(Stored data entries)
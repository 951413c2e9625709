// Copyright (c) 2025 Soumyadip Sarkar.
// All rights reserved.
//
// This source code is licensed under the license found in the
// LICENSE file in the root directory of this source tree.

use crate::installments::MAX_INSTALLMENTS;
use clap::{Arg, ArgAction, Command, value_parser};

fn json_flags(cmd: Command) -> Command {
    cmd.arg(
        Arg::new("json")
            .long("json")
            .action(ArgAction::SetTrue)
            .help("Print as pretty JSON"),
    )
    .arg(
        Arg::new("jsonl")
            .long("jsonl")
            .action(ArgAction::SetTrue)
            .conflicts_with("json")
            .help("Print as JSON lines"),
    )
}

fn month_arg() -> Arg {
    Arg::new("month")
        .long("month")
        .value_name("YYYY-MM")
        .help("Month to show (defaults to the selected month)")
}

fn method_arg() -> Arg {
    Arg::new("method")
        .long("method")
        .short('m')
        .required(true)
        .value_parser(["nubank", "inter", "pix"])
        .help("Payment method")
}

fn id_arg(help: &'static str) -> Arg {
    Arg::new("id")
        .long("id")
        .required(true)
        .help(help)
}

pub fn build_cli() -> Command {
    Command::new("walletboard")
        .version(clap::crate_version!())
        .about("Monthly income, installment and card-balance ledger")
        .subcommand(Command::new("init").about("Create the local database"))
        .subcommand(
            Command::new("config")
                .about("Configuration file")
                .subcommand(Command::new("path").about("Print the config file location"))
                .subcommand(
                    Command::new("init")
                        .about("Write a default config file")
                        .arg(
                            Arg::new("force")
                                .long("force")
                                .action(ArgAction::SetTrue)
                                .help("Overwrite an existing file"),
                        ),
                ),
        )
        .subcommand(
            Command::new("auth")
                .about("Sign in to the hosted backend")
                .subcommand(
                    Command::new("signin")
                        .arg(Arg::new("email").long("email").required(true))
                        .arg(Arg::new("password").long("password").required(true)),
                )
                .subcommand(
                    Command::new("signup")
                        .arg(Arg::new("email").long("email").required(true))
                        .arg(Arg::new("password").long("password").required(true))
                        .arg(Arg::new("nickname").long("nickname")),
                )
                .subcommand(Command::new("signout"))
                .subcommand(
                    Command::new("passwd")
                        .about("Change the password of the signed-in user")
                        .arg(Arg::new("password").long("password").required(true))
                        .arg(Arg::new("confirm").long("confirm").required(true)),
                )
                .subcommand(
                    Command::new("reset")
                        .about("Send a password reset email")
                        .arg(Arg::new("email").long("email").required(true)),
                )
                .subcommand(Command::new("status")),
        )
        .subcommand(
            Command::new("month")
                .about("Selected month shared by every view")
                .subcommand(Command::new("show"))
                .subcommand(
                    Command::new("set").arg(
                        Arg::new("month")
                            .required(true)
                            .value_name("YYYY-MM"),
                    ),
                )
                .subcommand(Command::new("next"))
                .subcommand(Command::new("prev")),
        )
        .subcommand(json_flags(
            Command::new("summary")
                .about("Income, expenses and balance for a month")
                .arg(month_arg()),
        ))
        .subcommand(json_flags(
            Command::new("balances")
                .about("Installments due per payment method")
                .arg(month_arg()),
        ))
        .subcommand(
            Command::new("income")
                .about("Income records")
                .subcommand(
                    Command::new("add")
                        .arg(Arg::new("description").long("description").short('d').required(true))
                        .arg(Arg::new("amount").long("amount").short('a').required(true))
                        .arg(Arg::new("date").long("date").value_name("YYYY-MM-DD")),
                )
                .subcommand(json_flags(Command::new("list").arg(month_arg())))
                .subcommand(Command::new("rm").arg(id_arg("Income id"))),
        )
        .subcommand(
            Command::new("expense")
                .about("Expenses, installments and fixed expenses")
                .subcommand(
                    Command::new("add")
                        .arg(method_arg())
                        .arg(Arg::new("description").long("description").short('d').required(true))
                        .arg(
                            Arg::new("amount")
                                .long("amount")
                                .short('a')
                                .required(true)
                                .help("Total amount (monthly amount for fixed expenses)"),
                        )
                        .arg(Arg::new("category").long("category").short('c'))
                        .arg(Arg::new("purchase_date").long("purchase-date").value_name("YYYY-MM-DD"))
                        .arg(
                            Arg::new("due_date")
                                .long("due-date")
                                .value_name("YYYY-MM-DD")
                                .help("First due date"),
                        )
                        .arg(
                            Arg::new("installments")
                                .long("installments")
                                .short('n')
                                .value_parser(
                                    value_parser!(u32).range(1..=i64::from(MAX_INSTALLMENTS)),
                                )
                                .conflicts_with("fixed")
                                .help("Split the total into N monthly installments"),
                        )
                        .arg(
                            Arg::new("fixed")
                                .long("fixed")
                                .action(ArgAction::SetTrue)
                                .help("Record as a fixed monthly expense"),
                        )
                        .arg(
                            Arg::new("recurring")
                                .long("recurring")
                                .action(ArgAction::SetTrue)
                                .help("With --fixed: generate twelve months of installments"),
                        ),
                )
                .subcommand(json_flags(
                    Command::new("list")
                        .arg(method_arg())
                        .arg(month_arg())
                        .arg(Arg::new("search").long("search").short('s'))
                        .arg(
                            Arg::new("sort")
                                .long("sort")
                                .default_value("date-desc")
                                .value_parser(["date-desc", "date-asc", "alpha-asc", "alpha-desc"]),
                        )
                        .arg(Arg::new("from").long("from").value_name("YYYY-MM-DD"))
                        .arg(Arg::new("to").long("to").value_name("YYYY-MM-DD"))
                        .arg(
                            Arg::new("page")
                                .long("page")
                                .default_value("1")
                                .value_parser(value_parser!(usize)),
                        ),
                ))
                .subcommand(json_flags(
                    Command::new("show").arg(id_arg("Installment id")),
                ))
                .subcommand(
                    Command::new("edit")
                        .arg(id_arg("Installment id"))
                        .arg(Arg::new("description").long("description").short('d'))
                        .arg(Arg::new("amount").long("amount").short('a').help("Installment amount"))
                        .arg(Arg::new("category").long("category").short('c'))
                        .arg(Arg::new("purchase_date").long("purchase-date").value_name("YYYY-MM-DD"))
                        .arg(Arg::new("due_date").long("due-date").value_name("YYYY-MM-DD")),
                )
                .subcommand(Command::new("rm").arg(id_arg("Installment id"))),
        )
        .subcommand(
            Command::new("export")
                .about("Export data")
                .subcommand(
                    Command::new("installments")
                        .arg(
                            Arg::new("format")
                                .long("format")
                                .required(true)
                                .help("csv or json"),
                        )
                        .arg(Arg::new("out").long("out").required(true))
                        .arg(month_arg()),
                ),
        )
        .subcommand(Command::new("doctor").about("Check the local database for inconsistencies"))
}
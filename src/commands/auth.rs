// Copyright (c) 2025 Soumyadip Sarkar.
// All rights reserved.
//
// This source code is licensed under the license found in the
// LICENSE file in the root directory of this source tree.

use crate::auth::{AuthClient, SessionStore, validate_new_password};
use crate::config::Config;
use crate::error::LedgerError;
use crate::utils::require_text;
use anyhow::Result;

pub fn handle(config: &Config, store: &SessionStore, m: &clap::ArgMatches) -> Result<()> {
    match m.subcommand() {
        Some(("signin", sub)) => {
            let email = require_text("Email", sub.get_one::<String>("email").unwrap())?;
            let password = sub.get_one::<String>("password").unwrap();
            let session = AuthClient::new(&config.backend)?.sign_in(&email, password)?;
            store.save(&session)?;
            println!("Signed in as {}", session.user.email.as_deref().unwrap_or(&email));
        }
        Some(("signup", sub)) => {
            let email = require_text("Email", sub.get_one::<String>("email").unwrap())?;
            let password = sub.get_one::<String>("password").unwrap();
            validate_new_password(password, password)?;
            let nickname = sub.get_one::<String>("nickname").map(|s| s.trim());
            match AuthClient::new(&config.backend)?.sign_up(&email, password, nickname)? {
                Some(session) => {
                    store.save(&session)?;
                    println!("Account created; signed in as {}", email);
                }
                None => println!("Account created; check {} to confirm it", email),
            }
        }
        Some(("signout", _)) => {
            if let Some(session) = store.load()? {
                if let Err(err) = AuthClient::new(&config.backend)?.sign_out(&session) {
                    // the local session is dropped either way
                    tracing::warn!(error = %err, "remote sign-out failed");
                }
            }
            store.clear()?;
            println!("Signed out");
        }
        Some(("passwd", sub)) => {
            let password = sub.get_one::<String>("password").unwrap();
            let confirm = sub.get_one::<String>("confirm").unwrap();
            validate_new_password(password, confirm)?;
            let session = store.load()?.ok_or(LedgerError::NotSignedIn)?;
            AuthClient::new(&config.backend)?.update_password(&session, password)?;
            println!("Password changed");
        }
        Some(("reset", sub)) => {
            let email = require_text("Email", sub.get_one::<String>("email").unwrap())?;
            AuthClient::new(&config.backend)?.reset_password(&email)?;
            println!("Password reset instructions sent to {}", email);
        }
        Some(("status", _)) => match store.load()? {
            Some(session) => println!(
                "Signed in as {} ({})",
                session.user.email.as_deref().unwrap_or("unknown email"),
                session.user.id
            ),
            None => println!("Not signed in"),
        },
        _ => {}
    }
    Ok(())
}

▶ [WORK INSTRUCTION]
From the entries above, list each line with "YYYY" in it.

▶ [ANSWER TO THIS TASK]
        .value_name("YYYY-MM")
                            .value_name("YYYY-MM"),
                        .arg(Arg::new("date").long("date").value_name("YYYY-MM-DD")),
                        .arg(Arg::new("purchase_date").long("purchase-date").value_name("YYYY-MM-DD"))
                                .value_name("YYYY-MM-DD")
                        .arg(Arg::new("from").long("from").value_name("YYYY-MM-DD"))
                        .arg(Arg::new("to").long("to").value_name("YYYY-MM-DD"))
                        .arg(Arg::new("purchase_date").long("purchase-date").value_name("YYYY-MM-DD"))
                        .arg(Arg::new("due_date").long("due-date").value_name("YYYY-MM-DD")),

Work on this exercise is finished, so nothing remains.